That's what i thought initially . But if you look at the blog or my reply below , i cannot understand how to make sense of the value of variable f in the obervation 5 . why is it 1 instead 2 ?

@pchegoor,

I just walked through this data step manually and applied my understanding of the LAG function (essentially based on practical experience) -- and was happy to see that the result matches the actual output dataset. According to my notes, the IF condition which would need to be met in order to trigger the incrementation of F in the 5th observation reads "if 54=51 and 81>87" -- i.e., not even one of the two expressions is true, hence no incrementation occurs and F remains 1.

I think, key points are:

• Each occurrence of the LAG function in a data step has its separate queue.
• ELSE clauses (and in particular LAG functions contained therein) are not executed if the preceding IF condition was met.
• I did not assume any short-circuiting within a Boolean expression (although I know that it occurs under certain other circumstances).

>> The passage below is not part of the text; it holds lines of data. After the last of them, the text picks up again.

impl FilterGroup {
    /// Accessible label for an option button.
    #[must_use]
    pub fn option_aria_label(option: &FilterOption) -> String {
        format!("Filter by {}", option.label)
    }

    /// Fill option counts from `products`. The `all` option counts every
    /// product.
    pub fn count_options(&mut self, products: &[Product]) {
        let key = self.key.clone();
        for option in &mut self.options {
            let mut state = FilterState::new();
            state.set(&key, &option.value);
            let filter = CollectionFilter::from_state(&state);
            option.count = Some(products.iter().filter(|p| filter.matches(p)).count() as u32);
        }
    }
}

/// The filter rows shown on collection pages.
#[must_use]
pub fn collection_filter_groups() -> Vec<FilterGroup> {
    let group = |key: &str, label: &str, options: &[(&str, &str)]| FilterGroup {
        key: key.to_owned(),
        label: label.to_owned(),
        options: options
            .iter()
            .map(|(v, l)| FilterOption::new(v, l))
            .collect(),
    };
    vec![
        group(
            TYPE_KEY,
            "Type",
            &[
                (ALL, "All Types"),
                ("chocolates", "Chocolates"),
                ("hampers", "Hampers"),
                ("cakes", "Cakes"),
                ("bakery", "Bakery"),
            ],
        ),
        group(
            FLAVOR_KEY,
            "Flavor",
            &[
                (ALL, "All Flavors"),
                ("dark", "Dark Chocolate"),
                ("milk", "Milk Chocolate"),
                ("white", "White Chocolate"),
                ("caramel", "Caramel"),
                ("mint", "Mint"),
            ],
        ),
        group(
            OCCASION_KEY,
            "Occasion",
            &[
                (ALL, "All Occasions"),
                ("birthday", "Birthday"),
                ("anniversary", "Anniversary"),
                ("festive", "Festive"),
                ("corporate", "Corporate"),
                ("weddings", "Weddings"),
            ],
        ),
        group(
            SORT_KEY,
            "Sort",
            &[("a-z", "A-Z"), ("price", "Price"), ("popular", "Popular")],
        ),
    ]
}

#[cfg(test)]
mod tests {
    use super::*;
    use pretty_assertions::assert_eq;

    fn catalog() -> Vec<Product> {
        vec![
            Product::new("1", "dark", "Dark Excellence Bar", "Chocolates", 349.0).with_rating(4.7, 90),
            Product::new("2", "milk", "Milk Hazelnut Bar", "Chocolates", 299.0).with_rating(4.4, 310),
            Product::new("3", "mint", "After Dinner Mint Thins", "Chocolates", 799.0),
            Product::new("4", "hamper", "Festive White Hamper", "Hampers", 2499.0).with_rating(4.9, 12),
            Product::new("5", "cake", "Salted Caramel Cake", "Cakes", 1399.0).with_rating(4.5, 140),
        ]
    }

    fn ids(products: &[&Product]) -> Vec<String> {
        products.iter().map(|p| p.id.clone()).collect()
    }

    #[test]
    fn type_is_case_insensitive() {
        let all = catalog();
        let filter = CollectionFilter::from_query("?type=chocolates");
        assert_eq!(ids(&filter.apply(&all)), vec!["1", "2", "3"]);
    }

    #[test]
    fn flavor_keywords() {
        let all = catalog();
        let dark = CollectionFilter::from_query("flavor=dark");
        assert_eq!(ids(&dark.apply(&all)), vec!["1"]);
        let white = CollectionFilter::from_query("flavor=white");
        assert_eq!(ids(&white.apply(&all)), vec!["4"]);
        let caramel = CollectionFilter::from_query("flavor=caramel");
        assert_eq!(ids(&caramel.apply(&all)), vec!["5"]);
    }

    #[test]
    fn occasion_price_bands_are_inclusive() {
        let all = catalog();
        let birthday = CollectionFilter::from_query("occasion=birthday");
        assert_eq!(ids(&birthday.apply(&all)), vec!["1", "2", "3"]);
        let corporate = CollectionFilter::from_query("occasion=corporate");
        assert_eq!(ids(&corporate.apply(&all)), vec!["4"]);
        let weddings = CollectionFilter::from_query("occasion=weddings");
        assert_eq!(ids(&weddings.apply(&all)), vec!["4", "5"]);
    }

    #[test]
    fn filters_combine() {
        let all = catalog();
        let filter = CollectionFilter::from_query("type=Chocolates&occasion=anniversary");
        assert_eq!(ids(&filter.apply(&all)), vec!["3"]);
    }

    #[test]
    fn all_and_unknown_values_disable() {
        let all = catalog();
        for query in ["", "type=all", "flavor=strawberry", "occasion=graduation&sort=newest"] {
            let filter = CollectionFilter::from_query(query);
            assert_eq!(filter.apply(&all).len(), all.len(), "query {query:?}");
        }
    }

    #[test]
    fn sorting() {
        let all = catalog();
        let az = CollectionFilter::from_query("sort=a-z");
        assert_eq!(ids(&az.apply(&all)), vec!["3", "1", "4", "2", "5"]);
        let price = CollectionFilter::from_query("sort=price");
        assert_eq!(ids(&price.apply(&all)), vec!["2", "1", "3", "5", "4"]);
        let popular = CollectionFilter::from_query("sort=popular");
        assert_eq!(ids(&popular.apply(&all)), vec!["2", "5", "1", "4", "3"]);
    }

    #[test]
    fn filter_state_updates_like_the_filter_bar() {
        let mut state = FilterState::parse("?type=cakes&flavor=dark");
        assert_eq!(state.active("occasion"), "all");
        state.set("occasion", "birthday");
        assert_eq!(state.to_query_string(), "type=cakes&flavor=dark&occasion=birthday");
        state.set("type", "hampers");
        assert_eq!(state.to_query_string(), "type=hampers&flavor=dark&occasion=birthday");
        state.set("flavor", "all");
        assert_eq!(state.href("/collections/gifts"), "/collections/gifts?type=hampers&occasion=birthday");
        state.set("type", "all");
        state.set("occasion", "all");
        assert_eq!(state.href("/collections/gifts"), "/collections/gifts");
    }

    #[test]
    fn duplicate_keys_collapse_on_set() {
        let mut state = FilterState::parse("sort=price&type=cakes&sort=a-z");
        assert_eq!(state.get("sort"), Some("price"));
        state.set("sort", "popular");
        assert_eq!(state.to_string(), "sort=popular&type=cakes");
    }

    #[test]
    fn option_counts() {
        let all = catalog();
        let mut groups = collection_filter_groups();
        let occasion = groups.iter_mut().find(|g| g.key == OCCASION_KEY).unwrap();
        occasion.count_options(&all);
        let counts: Vec<(String, Option<u32>)> = occasion
            .options
            .iter()
            .map(|o| (o.value.clone(), o.count))
            .collect();
        assert_eq!(
            counts,
            vec![
                ("all".to_owned(), Some(5)),
                ("birthday".to_owned(), Some(3)),
                ("anniversary".to_owned(), Some(3)),
                ("festive".to_owned(), Some(3)),
                ("corporate".to_owned(), Some(1)),
                ("weddings".to_owned(), Some(2)),
            ]
        );
        assert_eq!(
            FilterGroup::option_aria_label(&occasion.options[1]),
            "Filter by Birthday"
        );
    }

    #[test]
    fn unknown_value_error_message() {
        let err = "rose".parse::<Flavor>().unwrap_err();
        assert_eq!(err.to_string(), "unknown flavor filter value: rose");
    }
}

(I may be wrong, this is just based on my experience 1997 - 2018.)

Perhaps I can think about and elaborate on this a little more tomorrow (it's close to midnight in my time zone).

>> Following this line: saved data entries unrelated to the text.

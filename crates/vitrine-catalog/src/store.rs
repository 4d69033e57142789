#![forbid(unsafe_code)]

//! String key/value persistence for client-side state.
//!
//! [`MemoryStore`] backs tests and hosts without storage; [`FileStore`]
//! keeps every key in one JSON object on disk so state survives restarts.
//!
//! # Failure Modes
//!
//! | Failure | Behavior |
//! |---------|----------|
//! | File missing | Reads as empty |
//! | File not a JSON object of strings | `get` returns [`StoreError::Corrupt`]; the next write replaces it |
//! | I/O failure | [`StoreError::Io`] |

use std::collections::HashMap;
use std::fmt;
use std::fs;
use std::io;
use std::path::{Path, PathBuf};

/// Errors from a [`KeyValueStore`].
#[derive(Debug)]
pub enum StoreError {
    /// Reading or writing the backing file failed.
    Io(io::Error),
    /// Stored data could not be decoded.
    Corrupt { location: String, message: String },
    /// A value could not be encoded.
    Encode(serde_json::Error),
}

impl fmt::Display for StoreError {
    fn fmt(&self, f: &mut fmt::Formatter<'_>) -> fmt::Result {
        match self {
            Self::Io(err) => write!(f, "store I/O error: {err}"),
            Self::Corrupt { location, message } => {
                write!(f, "corrupt store data at '{location}': {message}")
            }
            Self::Encode(err) => write!(f, "could not encode value: {err}"),
        }
    }
}

impl std::error::Error for StoreError {
    fn source(&self) -> Option<&(dyn std::error::Error + 'static)> {
        match self {
            Self::Io(err) => Some(err),
            Self::Encode(err) => Some(err),
            Self::Corrupt { .. } => None,
        }
    }
}

impl From<io::Error> for StoreError {
    fn from(err: io::Error) -> Self {
        Self::Io(err)
    }
}

/// A string-keyed store of string values (the shape of browser
/// `localStorage`).
pub trait KeyValueStore {
    fn get(&self, key: &str) -> Result<Option<String>, StoreError>;

    fn set(&mut self, key: &str, value: String) -> Result<(), StoreError>;

    fn remove(&mut self, key: &str) -> Result<(), StoreError>;
}

impl<S: KeyValueStore + ?Sized> KeyValueStore for &mut S {
    fn get(&self, key: &str) -> Result<Option<String>, StoreError> {
        (**self).get(key)
    }

    fn set(&mut self, key: &str, value: String) -> Result<(), StoreError> {
        (**self).set(key, value)
    }

    fn remove(&mut self, key: &str) -> Result<(), StoreError> {
        (**self).remove(key)
    }
}

/// In-memory store.
#[derive(Debug, Clone, Default)]
pub struct MemoryStore {
    entries: HashMap<String, String>,
}

impl MemoryStore {
    #[must_use]
    pub fn new() -> Self {
        Self::default()
    }

    #[must_use]
    pub fn len(&self) -> usize {
        self.entries.len()
    }

    #[must_use]
    pub fn is_empty(&self) -> bool {
        self.entries.is_empty()
    }
}

impl KeyValueStore for MemoryStore {
    fn get(&self, key: &str) -> Result<Option<String>, StoreError> {
        Ok(self.entries.get(key).cloned())
    }

    fn set(&mut self, key: &str, value: String) -> Result<(), StoreError> {
        self.entries.insert(key.to_owned(), value);
        Ok(())
    }

    fn remove(&mut self, key: &str) -> Result<(), StoreError> {
        self.entries.remove(key);
        Ok(())
    }
}

/// JSON-file store. Writes go to a sibling temp file and are renamed into
/// place.
#[derive(Debug, Clone)]
pub struct FileStore {
    path: PathBuf,
}

impl FileStore {
    /// A store backed by `path`. Nothing is read or created until first use.
    #[must_use]
    pub fn new(path: impl Into<PathBuf>) -> Self {
        Self { path: path.into() }
    }

    #[must_use]
    pub fn path(&self) -> &Path {
        &self.path
    }

    fn load(&self) -> Result<HashMap<String, String>, StoreError> {
        let raw = match fs::read_to_string(&self.path) {
            Ok(raw) => raw,
            Err(err) if err.kind() == io::ErrorKind::NotFound => return Ok(HashMap::new()),
            Err(err) => return Err(err.into()),
        };
        serde_json::from_str(&raw).map_err(|err| StoreError::Corrupt {
            location: self.path.display().to_string(),
            message: err.to_string(),
        })
    }

    /// Load for a write. A corrupt file is discarded rather than blocking
    /// every later write.
    fn load_for_write(&self) -> Result<HashMap<String, String>, StoreError> {
        match self.load() {
            Err(StoreError::Corrupt { location, message }) => {
                tracing::warn!(%location, %message, "discarding corrupt store file");
                Ok(HashMap::new())
            }
            other => other,
        }
    }

    fn save(&self, entries: &HashMap<String, String>) -> Result<(), StoreError> {
        if let Some(parent) = self.path.parent()
            && !parent.as_os_str().is_empty()
        {
            fs::create_dir_all(parent)?;
        }
        let json = serde_json::to_string_pretty(entries).map_err(StoreError::Encode)?;
        let tmp = self.path.with_extension("tmp");
        fs::write(&tmp, json)?;
        fs::rename(&tmp, &self.path)?;
        Ok(())
    }
}

impl KeyValueStore for FileStore {
    fn get(&self, key: &str) -> Result<Option<String>, StoreError> {
        Ok(self.load()?.remove(key))
    }

    fn set(&mut self, key: &str, value: String) -> Result<(), StoreError> {
        let mut entries = self.load_for_write()?;
        entries.insert(key.to_owned(), value);
        self.save(&entries)
    }

    fn remove(&mut self, key: &str) -> Result<(), StoreError> {
        let mut entries = self.load_for_write()?;
        if entries.remove(key).is_some() {
            self.save(&entries)?;
        }
        Ok(())
    }
}

#[cfg(test)]
mod tests {
    use super::*;

    #[test]
    fn memory_roundtrip() {
        let mut store = MemoryStore::new();
        assert_eq!(store.get("k").unwrap(), None);
        store.set("k", "v".to_owned()).unwrap();
        assert_eq!(store.get("k").unwrap().as_deref(), Some("v"));
        store.remove("k").unwrap();
        assert!(store.is_empty());
    }

    #[test]
    fn file_store_persists_across_instances() {
        let dir = tempfile::tempdir().unwrap();
        let path = dir.path().join("nested").join("state.json");
        let mut store = FileStore::new(&path);
        assert_eq!(store.get("cart").unwrap(), None);
        store.set("cart", "[1,2]".to_owned()).unwrap();
        store.set("theme", "light".to_owned()).unwrap();

        let reopened = FileStore::new(&path);
        assert_eq!(reopened.get("cart").unwrap().as_deref(), Some("[1,2]"));
        assert_eq!(reopened.get("theme").unwrap().as_deref(), Some("light"));
        assert!(!path.with_extension("tmp").exists());
    }

    #[test]
    fn corrupt_file_reports_then_recovers() {
        let dir = tempfile::tempdir().unwrap();
        let path = dir.path().join("state.json");
        fs::write(&path, "{not json").unwrap();
        let mut store = FileStore::new(&path);
        assert!(matches!(store.get("k"), Err(StoreError::Corrupt { .. })));
        store.set("k", "v".to_owned()).unwrap();
        assert_eq!(store.get("k").unwrap().as_deref(), Some("v"));
    }

    #[test]
    fn error_display() {
        let err = StoreError::Corrupt {
            location: "state.json".to_owned(),
            message: "EOF".to_owned(),
        };
        assert_eq!(err.to_string(), "corrupt store data at 'state.json': EOF");
    }
}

Wow, thanks for the detailed treatment @FreelanceReinh!  

My blog does cite the practice of Boolean short-circuiting, which would allow the language processor to discontinue evaluating a Boolean expression as soon as one part of it evaluated to False (or 0).  However, I can't say for certain under which conditions SAS employs this practice.  It's well-defined in other compiled programming languages like C, and experienced programmers may be tempted to rely on it.  However, I think it's a good practice to be more explicit about the conditions in your SAS program for readability sake as well as for a more deterministic approach.

Thanks, @FreelanceReinh

It helps to see it all listed out here.

The key part that I missed:

On the 5th observation, each instance of lag(b) has its own queue.  When computing F, lag(b) is 87, not 78.  On the 4th observation, this particular lag(b) did not execute, so when it executes on the 5th observation it is picking up B from observation #3.

@FreelanceReinh        Thank you for your detailed explanation of the behavior various Lag functions in this Data Step. This has been a good discussion.  I  initially thought this was some kind of a Bug with the Lag function behaving weirdly as in case of the 5th observation. But your detailed analysis of each lag function occurrence having its own queue makes a lot of sense to explain this and demonstrate that is in fact not a Bug but it is working as designed. As mentioned in Chris's Blog, the best way to avoid this kind of behavior is to declare 2 variables for lag(a)  and lag(b) respectively before the IF statements and then use these variables in the conditions of the If statements. This ensures lag(a)  and lag(b) are each processed only once during each iteration of the Data Step.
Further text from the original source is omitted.